Un revenu de base présente des avantages, même si l’on fait l’hypothèse qu’il a un impact nul sur les finances publiques et qu’il est entièrement financé par une baisse des allocations existantes et une hausse de la fiscalité sur les personnes physiques. Tout d’abord, cela permet de financer la sécurité sociale par des prélèvements sur l’ensemble des ressources (notamment le patrimoine ou les revenus financiers) et pas uniquement sur les salaires. En outre, l’opération n’est absolument pas neutre pour les exclus et ceux qui tombent dans les « trous » actuels de l’État providence. Ce système plus simple et plus transparent va également améliorer la situation des travailleurs à temps partiel et au salaire minimum, puisque, pour eux, le revenu le revenu de base sera supérieur aux hausses d’impôt nécessaires pour le financer. Cela va encourager la mise à l’emploi pour les plus précaires, encourager les domiciliations réelles et favoriser ceux qui ont des revenus d’intégration partiels.

Émancipation, autonomie

La gauche est aujourd’hui confrontée à un choix essentiel pour garantir un niveau de solidarité important.
Maintenir à tout prix le modèle assurantiel actuel – qui nécessite de toute façon d’importantes corrections pour intégrer les plus pauvres et les exclus – ou bien choisir un modèle plus universel.
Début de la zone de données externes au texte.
//! Callback protection: host failures never escape an engine callback raw.
//!
//! Every closure the engine invokes runs inside [`CallbackProtection::protect`].
//! An `Err(HostError)` return or a panic is caught and turned into a
//! [`CrossBoundaryError`] carrying:
//!
//! - the original error kind and message, verbatim
//! - the host-side backtrace, captured where the error was created
//! - the engine-side frames that were active when the callback was invoked
//!
//! The error is then handed back to whoever invoked the callback: the engine's
//! background error handler, a timer's cancel policy, or a dispatcher that
//! forwards it to a waiting worker thread.
//!
//! # Engine Frames
//!
//! The engine pushes an [`EngineFrame`] for each thing it is doing (pumping,
//! firing a native timer, running a dispatched call). Frames are tracked per
//! thread, so the snapshot taken by a failing callback is exactly the engine's
//! call stack at the point of invocation.

use std::any::Any;
use std::backtrace::Backtrace;
use std::borrow::Cow;
use std::cell::{Cell, RefCell};
use std::fmt;
use std::panic::{self, AssertUnwindSafe};
use std::sync::Arc;

use crate::error::{BridgeError, Result};
use crate::registry::{CallbackHandle, CallbackRegistry};
use crate::timer::NativeTimerId;

/// Result type returned by host closures.
pub type HostResult<T> = std::result::Result<T, HostError>;

thread_local! {
    static ENGINE_FRAMES: RefCell<Vec<EngineFrame>> = const { RefCell::new(Vec::new()) };
    static CALLBACK_DEPTH: Cell<usize> = const { Cell::new(0) };
}

/// An error raised by host code inside an engine callback.
///
/// The host-side backtrace is captured when the error is created, which for
/// `Err` returns is the point the error was raised.
#[derive(Debug, Clone)]
pub struct HostError {
    kind: Cow<'static, str>,
    message: String,
    backtrace: Arc<Backtrace>,
    source: Option<Arc<dyn std::error::Error + Send + Sync>>,
}

impl HostError {
    /// Kind used for generic runtime failures.
    pub const RUNTIME_ERROR: &'static str = "RuntimeError";
    /// Kind used for panics caught inside a protected callback.
    pub const PANIC: &'static str = "Panic";
    /// Kind used when background work is asked to stop.
    pub const STOPPED: &'static str = "Stopped";

    /// Create an error with an explicit kind and message.
    pub fn new(kind: impl Into<Cow<'static, str>>, message: impl Into<String>) -> Self {
        Self {
            kind: kind.into(),
            message: message.into(),
            backtrace: Arc::new(Backtrace::force_capture()),
            source: None,
        }
    }

    /// Create a generic runtime error.
    pub fn runtime(message: impl Into<String>) -> Self {
        Self::new(Self::RUNTIME_ERROR, message)
    }

    /// Wrap any error type. The kind is the error's type name.
    pub fn from_error<E>(err: E) -> Self
    where
        E: std::error::Error + Send + Sync + 'static,
    {
        Self {
            kind: Cow::Borrowed(short_type_name::<E>()),
            message: err.to_string(),
            backtrace: Arc::new(Backtrace::force_capture()),
            source: Some(Arc::new(err)),
        }
    }

    /// Build an error from a caught panic payload.
    pub fn from_panic(payload: Box<dyn Any + Send>) -> Self {
        let message = if let Some(s) = payload.downcast_ref::<&'static str>() {
            (*s).to_string()
        } else if let Some(s) = payload.downcast_ref::<String>() {
            s.clone()
        } else {
            "<non-string panic payload>".to_string()
        };
        Self::new(Self::PANIC, message)
    }

    /// The error kind, e.g. a type name or [`HostError::RUNTIME_ERROR`].
    pub fn kind(&self) -> &str {
        &self.kind
    }

    /// The original message.
    pub fn message(&self) -> &str {
        &self.message
    }

    /// Check the error kind.
    pub fn is_kind(&self, kind: &str) -> bool {
        self.kind == kind
    }

    /// The host-side backtrace.
    pub fn backtrace(&self) -> &Backtrace {
        &self.backtrace
    }
}

impl fmt::Display for HostError {
    fn fmt(&self, f: &mut fmt::Formatter<'_>) -> fmt::Result {
        write!(f, "{}: {}", self.kind, self.message)
    }
}

impl std::error::Error for HostError {
    fn source(&self) -> Option<&(dyn std::error::Error + 'static)> {
        self.source
            .as_deref()
            .map(|err| err as &(dyn std::error::Error + 'static))
    }
}

fn short_type_name<T: ?Sized>() -> &'static str {
    let full = std::any::type_name::<T>();
    let base = full.split('<').next().unwrap_or(full);
    base.rsplit("::").next().unwrap_or(base)
}

/// One frame of the engine-side call stack.
#[derive(Debug, Clone, PartialEq, Eq)]
pub enum EngineFrame {
    /// The engine is processing a pump iteration.
    Pump,
    /// A registered callback is being invoked.
    Invoke(CallbackHandle),
    /// A native timer is firing.
    NativeTimer(NativeTimerId),
    /// An idle callback is running.
    Idle(NativeTimerId),
    /// A dispatched call from another thread is running.
    Dispatch(u64),
    /// A timer step at the given position is running.
    TimerStep(usize),
    /// A timer's start step is running.
    TimerStart,
    /// A timer's end-of-sequence callback is running.
    AtEnd,
    /// Any other engine activity.
    Named(&'static str),
}

impl fmt::Display for EngineFrame {
    fn fmt(&self, f: &mut fmt::Formatter<'_>) -> fmt::Result {
        match self {
            Self::Pump => write!(f, "pump"),
            Self::Invoke(handle) => write!(f, "invoke {handle}"),
            Self::NativeTimer(id) => write!(f, "after {id:?}"),
            Self::Idle(id) => write!(f, "after idle {id:?}"),
            Self::Dispatch(id) => write!(f, "dispatched call #{id}"),
            Self::TimerStep(index) => write!(f, "timer step {index}"),
            Self::TimerStart => write!(f, "timer start step"),
            Self::AtEnd => write!(f, "timer at_end"),
            Self::Named(name) => write!(f, "{name}"),
        }
    }
}

/// Pops its frame when dropped, including during unwinding.
#[must_use = "the frame is popped as soon as the guard is dropped"]
pub struct FrameGuard {
    _private: (),
}

impl FrameGuard {
    fn push(frame: EngineFrame) -> Self {
        ENGINE_FRAMES.with(|frames| frames.borrow_mut().push(frame));
        Self { _private: () }
    }
}

impl Drop for FrameGuard {
    fn drop(&mut self) {
        ENGINE_FRAMES.with(|frames| {
            frames.borrow_mut().pop();
        });
    }
}

struct DepthGuard;

impl DepthGuard {
    fn enter() -> Self {
        CALLBACK_DEPTH.with(|depth| depth.set(depth.get() + 1));
        Self
    }
}

impl Drop for DepthGuard {
    fn drop(&mut self) {
        CALLBACK_DEPTH.with(|depth| depth.set(depth.get().saturating_sub(1)));
    }
}

/// A host failure wrapped at the engine boundary.
#[derive(Debug, Clone)]
pub struct CrossBoundaryError {
    error: HostError,
    engine_backtrace: Vec<EngineFrame>,
    origin_thread: Option<String>,
}

impl CrossBoundaryError {
    /// Wrap a host error, snapshotting the current thread's engine frames.
    pub fn capture(error: HostError) -> Self {
        let engine_backtrace =
            ENGINE_FRAMES.with(|frames| frames.borrow().iter().rev().cloned().collect());
        Self {
            error,
            engine_backtrace,
            origin_thread: std::thread::current().name().map(str::to_string),
        }
    }

    /// The original error kind.
    pub fn kind(&self) -> &str {
        self.error.kind()
    }

    /// The original message.
    pub fn message(&self) -> &str {
        self.error.message()
    }

    /// The wrapped host error.
    pub fn host_error(&self) -> &HostError {
        &self.error
    }

    /// Unwrap into the host error.
    pub fn into_host_error(self) -> HostError {
        self.error
    }

    /// The host-side backtrace.
    pub fn host_backtrace(&self) -> &Backtrace {
        self.error.backtrace()
    }

    /// Engine frames at the point of invocation, innermost first.
    pub fn engine_backtrace(&self) -> &[EngineFrame] {
        &self.engine_backtrace
    }

    /// Name of the thread the error was raised on, if it had one.
    pub fn origin_thread(&self) -> Option<&str> {
        self.origin_thread.as_deref()
    }

    /// Render the error with both backtraces.
    pub fn report(&self) -> String {
        let engine: Vec<String> = self
            .engine_backtrace
            .iter()
            .map(|frame| format!("    in {frame}"))
            .collect();
        format!(
            "{}: {}\n\n---< backtrace of host side >-----\n{}\n---< backtrace of engine side >-------\n{}",
            self.kind(),
            self.message(),
            self.host_backtrace(),
            engine.join("\n")
        )
    }
}

impl fmt::Display for CrossBoundaryError {
    fn fmt(&self, f: &mut fmt::Formatter<'_>) -> fmt::Result {
        write!(f, "{}: {}", self.kind(), self.message())
    }
}

impl std::error::Error for CrossBoundaryError {
    fn source(&self) -> Option<&(dyn std::error::Error + 'static)> {
        Some(&self.error)
    }
}

/// Entry points for running host code on behalf of the engine.
pub struct CallbackProtection;

impl CallbackProtection {
    /// Run `f` as a protected callback.
    ///
    /// Errors and panics are caught and wrapped; nothing unwinds out of this
    /// call.
    pub fn protect<T, F>(frame: EngineFrame, f: F) -> std::result::Result<T, CrossBoundaryError>
    where
        F: FnOnce() -> HostResult<T>,
    {
        let _frame = FrameGuard::push(frame);
        let _depth = DepthGuard::enter();
        match panic::catch_unwind(AssertUnwindSafe(f)) {
            Ok(Ok(value)) => Ok(value),
            Ok(Err(err)) => Err(CrossBoundaryError::capture(err)),
            Err(payload) => Err(CrossBoundaryError::capture(HostError::from_panic(payload))),
        }
    }

    /// Look up a registered callback and invoke it under protection.
    ///
    /// # Errors
    ///
    /// Returns [`BridgeError::CallbackNotFound`] for a stale or unknown handle,
    /// or [`BridgeError::CrossBoundary`] if the callback failed.
    #[tracing::instrument(skip(registry, args), target = "horizon_lattice_bridge::callback", level = "trace")]
    pub fn invoke_protected(
        registry: &CallbackRegistry,
        handle: CallbackHandle,
        args: &[String],
    ) -> Result<String> {
        let Some(callback) = registry.lookup(handle) else {
            return Err(BridgeError::CallbackNotFound(handle));
        };
        Self::protect(EngineFrame::Invoke(handle), || callback(args)).map_err(BridgeError::from)
    }

    /// Push an engine frame for the lifetime of the returned guard.
    pub fn enter(frame: EngineFrame) -> FrameGuard {
        FrameGuard::push(frame)
    }

    /// Snapshot of the current thread's engine frames, innermost first.
    pub fn current_frames() -> Vec<EngineFrame> {
        ENGINE_FRAMES.with(|frames| frames.borrow().iter().rev().cloned().collect())
    }

    /// Nesting depth of protected callbacks on the current thread.
    pub fn depth() -> usize {
        CALLBACK_DEPTH.with(Cell::get)
    }

    /// Check if the current thread is inside a protected callback.
    pub fn in_callback() -> bool {
        Self::depth() > 0
    }
}

#[cfg(test)]
mod tests {
    use super::*;

    #[derive(Debug)]
    struct DomainError(String);

    impl fmt::Display for DomainError {
        fn fmt(&self, f: &mut fmt::Formatter<'_>) -> fmt::Result {
            write!(f, "domain failure: {}", self.0)
        }
    }

    impl std::error::Error for DomainError {}

    #[test]
    fn test_protect_passes_value_through() {
        let value = CallbackProtection::protect(EngineFrame::Named("test"), || Ok(7)).unwrap();
        assert_eq!(value, 7);
    }

    #[test]
    fn test_protect_wraps_error_with_frames() {
        let _outer = CallbackProtection::enter(EngineFrame::Pump);
        let err = CallbackProtection::protect(EngineFrame::Dispatch(3), || -> HostResult<()> {
            Err(HostError::runtime("boom"))
        })
        .unwrap_err();

        assert_eq!(err.kind(), HostError::RUNTIME_ERROR);
        assert_eq!(err.message(), "boom");
        assert_eq!(
            err.engine_backtrace(),
            &[EngineFrame::Dispatch(3), EngineFrame::Pump]
        );
    }

    #[test]
    fn test_protect_catches_panics() {
        let err = CallbackProtection::protect(EngineFrame::Named("test"), || -> HostResult<()> {
            panic!("exploded");
        })
        .unwrap_err();

        assert_eq!(err.kind(), HostError::PANIC);
        assert_eq!(err.message(), "exploded");
        // Frames and depth unwind cleanly.
        assert!(CallbackProtection::current_frames().is_empty());
        assert_eq!(CallbackProtection::depth(), 0);
    }

    #[test]
    fn test_from_error_uses_type_name() {
        let err = HostError::from_error(DomainError("x".into()));
        assert_eq!(err.kind(), "DomainError");
        assert_eq!(err.message(), "domain failure: x");
        assert!(std::error::Error::source(&err).is_some());
    }

    #[test]
    fn test_message_is_verbatim() {
        let text = "ünïcødé → ✓";
        let err = CallbackProtection::protect(EngineFrame::Named("test"), || -> HostResult<()> {
            Err(HostError::new("EncodingError", text))
        })
        .unwrap_err();
        assert_eq!(err.message(), text);
    }

    #[test]
    fn test_depth_tracks_nesting() {
        assert!(!CallbackProtection::in_callback());
        let inner_depth = CallbackProtection::protect(EngineFrame::Named("outer"), || {
            CallbackProtection::protect(EngineFrame::Named("inner"), || {
                Ok(CallbackProtection::depth())
            })
            .map_err(CrossBoundaryError::into_host_error)
        })
        .unwrap();
        assert_eq!(inner_depth, 2);
        assert_eq!(CallbackProtection::depth(), 0);
    }

    #[test]
    fn test_invoke_protected_lookup_error() {
        let registry = CallbackRegistry::new();
        let handle = registry.register(|_| Ok("ok".to_string()));
        assert_eq!(
            CallbackProtection::invoke_protected(&registry, handle, &[]).unwrap(),
            "ok"
        );

        registry.unregister(handle);
        let err = CallbackProtection::invoke_protected(&registry, handle, &[]).unwrap_err();
        assert!(matches!(err, BridgeError::CallbackNotFound(h) if h == handle));
    }

    #[test]
    fn test_report_contains_both_sides() {
        let registry = CallbackRegistry::new();
        let handle = registry.register(|_| Err(HostError::new("DomainError", "bad input")));

        let err = CallbackProtection::invoke_protected(&registry, handle, &[]).unwrap_err();
        let BridgeError::CrossBoundary(err) = err else {
            panic!("expected a cross-boundary error, got {err:?}");
        };

        let report = err.report();
        assert!(report.starts_with("DomainError: bad input"));
        assert!(report.contains("---< backtrace of host side >-----"));
        assert!(report.contains("---< backtrace of engine side >-------"));
        assert!(report.contains(&format!("invoke {handle}")));
    }
}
Une option qui présente l’avantage à la fois de renforcer l’émancipation et l’autonomie des individus et la solidarité, mais aussi d’encourager toutes les initiatives, l’accès à l’emploi et la liberté des choix de vie.
Le revenu de base est une véritable innovation sociale, une solution du XXIe siècle qui répond aux évolutions actuelles et permet de mobiliser des forces vives dans la société et ainsi d’orienter le rapport de forces en faveur du renforcement de notre système de sécurité sociale. Il est suffisamment novateur pour changer le contexte de nos choix et comportements et suffisamment ancré dans les conquêtes sociales pour permettre l’adhésion de nombreux citoyens, travailleurs salariés comme indépendants, allocataires et acteurs du secteur social.


RÉPLIQUE DE DANIEL ZAMORA
Comme le précise très justement Kim Evangelista, il existe aujourd’hui une multitude de modèles de revenu de base. Cependant, la prolifération de ces versions tient peut être moins à sa popularité qu’aux conditions souvent très floues du débat. En effet, celles-ci opposent généralement des personnes qui traitent la proposition comme une entité abstraite, quasi vide de tout contenu et que chacun pourrait moduler selon ses envies. À gauche, il s’agit généralement d’éviter la concurrence avec la sécurité sociale et les effets négatifs sur le marché du travail. À droite, c’est plutôt l’inverse.
Pourtant, le problème n’est pas tant de penser les conditions que la proposition devrait respecter afin d’être « de gauche » mais de savoir si la nature de la proposition est à même de respecter ces conditions, c’est-à-dire si le revenu de base dans son principe est à même d’être un remède efficace contre les inégalités et la pauvreté. Il ne viendrait en effet à l’esprit de personne de proposer une flat tax « de gauche » à condition qu’elle remplisse le critère de « réduire les inégalités ». Une flat tax est, par définition, inégalitaire. L’auteur énonce dès lors comme « condition » ce qu’il devrait précisément démontrer. S’il est vrai que l’idée peut avoir des effets très dissemblables selon la manière dont on la conçoit, elle n’en reste cependant pas moins prisonnière de son architecture fondamentale.
En effet, de par sa nature relativement homogène (les montants varient relativement peu d’une personne à l’autre) et universelle (tout le monde la reçoit), la proposition est confrontée à trois problèmes récurrents :
(1) son montant reste nécessairement modeste (sans quoi elle devient rapidement impayable),
(2) ses effets sont par conséquent faibles sur ceux qui en ont le plus besoin et, enfin,
(3) elle engendre des effets potentiellement négatifs sur les salaires.
Par conséquent, ne pouvant pas s’adapter aux situations très variées auxquelles les individus peuvent être confrontés, il n’est pas étonnant qu’elle manifeste des effets peu concluants sur les inégalités et sur la pauvreté. Les études répétées dans de nombreuses simulations ne découlent donc pas uniquement d’une mauvaise application des critères (que l’on pourrait changer à volonté), mais de certaines propriétés inhérentes à la proposition. Elle reste bel et bien en partie prisonnière de ce pour quoi elle à été conçue : la préservation des mécanismes de marché dans la fixation des salaires. Par conséquent, il n’est de meilleure solution pour éradiquer la pauvreté que d’aligner les revenu des pauvres sur le seuil de pauvreté. À vouloir donner à tous une somme équivalente, l’allocation universelle rend dès lors plus difficile ce qu’elle présente pourtant parfois comme son objectif prioritaire : éradiquer la misère.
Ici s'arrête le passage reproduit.